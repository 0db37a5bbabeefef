use crate::amount::{AmountError, parse_raw};
use crate::catalog::NATIVE_DECIMALS;
use crate::detection::types::BalanceDelta;
use crate::monitor::snapshot::{TokenBalance, TransactionMeta};
use solana_sdk::pubkey::Pubkey;
use tracing::debug;

/// Computes per-account balance deltas from pre/post snapshots
#[derive(Debug, Default, Clone, Copy)]
pub struct BalanceDeltaResolver;

impl BalanceDeltaResolver {
    pub fn new() -> Self {
        Self
    }

    /// Lamport delta for one account. Missing entries stay `None`.
    pub fn native(&self, meta: &TransactionMeta, account_index: usize) -> BalanceDelta {
        BalanceDelta::new(
            account_index,
            None,
            meta.pre_balances.get(account_index).copied(),
            meta.post_balances.get(account_index).copied(),
            NATIVE_DECIMALS,
        )
    }

    /// Token delta for one account, using the first matching entry on each side.
    pub fn token(&self, meta: &TransactionMeta, account_index: usize) -> Result<BalanceDelta, AmountError> {
        let pre = meta.pre_token_balance(account_index);
        let post = meta.post_token_balance(account_index);

        let raw_before = pre.map(|b| parse_raw(&b.amount)).transpose()?;
        let raw_after = post.map(|b| parse_raw(&b.amount)).transpose()?;

        let reference: Option<&TokenBalance> = post.or(pre);
        let delta = BalanceDelta::new(
            account_index,
            reference.map(|b| b.mint),
            raw_before,
            raw_after,
            reference.map(|b| b.decimals).unwrap_or(0),
        );

        debug!(
            "Token delta [{}]: {:?} -> {:?} ({:?})",
            account_index, delta.raw_before, delta.raw_after, delta.direction
        );

        Ok(delta)
    }

    /// Token delta for one account restricted to entries of `mint`.
    pub fn token_for_mint(
        &self,
        meta: &TransactionMeta,
        account_index: usize,
        mint: &Pubkey,
    ) -> Result<BalanceDelta, AmountError> {
        let matches = |b: &&TokenBalance| b.account_index as usize == account_index && b.mint == *mint;
        let pre = meta.pre_token_balances.iter().find(matches);
        let post = meta.post_token_balances.iter().find(matches);

        Ok(BalanceDelta::new(
            account_index,
            Some(*mint),
            pre.map(|b| parse_raw(&b.amount)).transpose()?,
            post.map(|b| parse_raw(&b.amount)).transpose()?,
            post.or(pre).map(|b| b.decimals).unwrap_or(0),
        ))
    }

    /// Lamport deltas for every account index reported on either side.
    pub fn native_deltas(&self, meta: &TransactionMeta) -> Vec<BalanceDelta> {
        let n = meta.pre_balances.len().max(meta.post_balances.len());
        (0..n).map(|i| self.native(meta, i)).collect()
    }

    /// Token deltas for every account appearing in either balance list.
    pub fn token_deltas(&self, meta: &TransactionMeta) -> Result<Vec<BalanceDelta>, AmountError> {
        meta.token_account_indices()
            .into_iter()
            .map(|i| self.token(meta, i))
            .collect()
    }
}

#[cfg(test)]
mod tests {
    use super::*;
    use crate::detection::types::{BalancePresence, Direction};
    use crate::monitor::snapshot::fixtures::balance;

    fn meta() -> TransactionMeta {
        TransactionMeta {
            err: None,
            pre_balances: vec![1_000_000_000, 2_000_000, 7],
            post_balances: vec![999_995_000, 2_000_000],
            pre_token_balances: Vec::new(),
            post_token_balances: Vec::new(),
        }
    }

    #[test]
    fn test_native_delta() {
        let resolver = BalanceDeltaResolver::new();
        let meta = meta();

        let payer = resolver.native(&meta, 0);
        assert_eq!(payer.signed_delta, -5_000);
        assert_eq!(payer.direction, Direction::Decrease);
        assert!(payer.mint.is_none());

        let unchanged = resolver.native(&meta, 1);
        assert_eq!(unchanged.direction, Direction::None);
        assert_eq!(unchanged.presence(), BalancePresence::Both);

        let truncated = resolver.native(&meta, 2);
        assert_eq!(truncated.presence(), BalancePresence::PreOnly);
        assert_eq!(truncated.direction, Direction::None);
    }

    #[test]
    fn test_token_delta_sides() {
        let resolver = BalanceDeltaResolver::new();
        let mint = Pubkey::new_unique();
        let mut meta = meta();
        meta.pre_token_balances = vec![balance(1, mint, 1_000_000, 6)];
        meta.post_token_balances = vec![balance(1, mint, 2_500_000, 6), balance(2, mint, 10, 6)];

        let grown = resolver.token(&meta, 1).unwrap();
        assert_eq!(grown.signed_delta, 1_500_000);
        assert_eq!(grown.mint, Some(mint));
        assert_eq!(grown.decimals, 6);
        assert!(grown.is_increase());

        let created = resolver.token(&meta, 2).unwrap();
        assert_eq!(created.presence(), BalancePresence::PostOnly);
        assert_eq!(created.direction, Direction::None);

        let missing = resolver.token(&meta, 5).unwrap();
        assert_eq!(missing.presence(), BalancePresence::Absent);
        assert!(missing.mint.is_none());

        assert_eq!(resolver.token_deltas(&meta).unwrap().len(), 2);
    }

    #[test]
    fn test_token_for_mint_skips_other_mints() {
        let resolver = BalanceDeltaResolver::new();
        let tracked = Pubkey::new_unique();
        let other = Pubkey::new_unique();
        let mut meta = meta();
        meta.pre_token_balances = vec![balance(1, other, 7, 9), balance(1, tracked, 100, 6)];
        meta.post_token_balances = vec![balance(1, other, 3, 9), balance(1, tracked, 40, 6)];

        let delta = resolver.token_for_mint(&meta, 1, &tracked).unwrap();
        assert_eq!(delta.signed_delta, -60);
        assert_eq!(delta.decimals, 6);

        let absent = resolver.token_for_mint(&meta, 2, &tracked).unwrap();
        assert_eq!(absent.presence(), BalancePresence::Absent);
        assert_eq!(absent.abs_net_change(), 0);
    }

    #[test]
    fn test_malformed_amount_is_parse_failure() {
        let resolver = BalanceDeltaResolver::new();
        let mint = Pubkey::new_unique();
        let mut meta = meta();
        let mut bad = balance(1, mint, 0, 6);
        bad.amount = "12x".to_string();
        meta.post_token_balances = vec![bad];

        assert!(matches!(resolver.token(&meta, 1), Err(AmountError::Invalid(_))));
        assert!(resolver.token_deltas(&meta).is_err());
    }
}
☆ ☆ ☆ ☆ ☆ ☆ ☆
YOUR INSTRUCTIONS ▸ Only the number is needed: state how many lines in the listing contain "Result".

RESPONSE AREA ▸ 3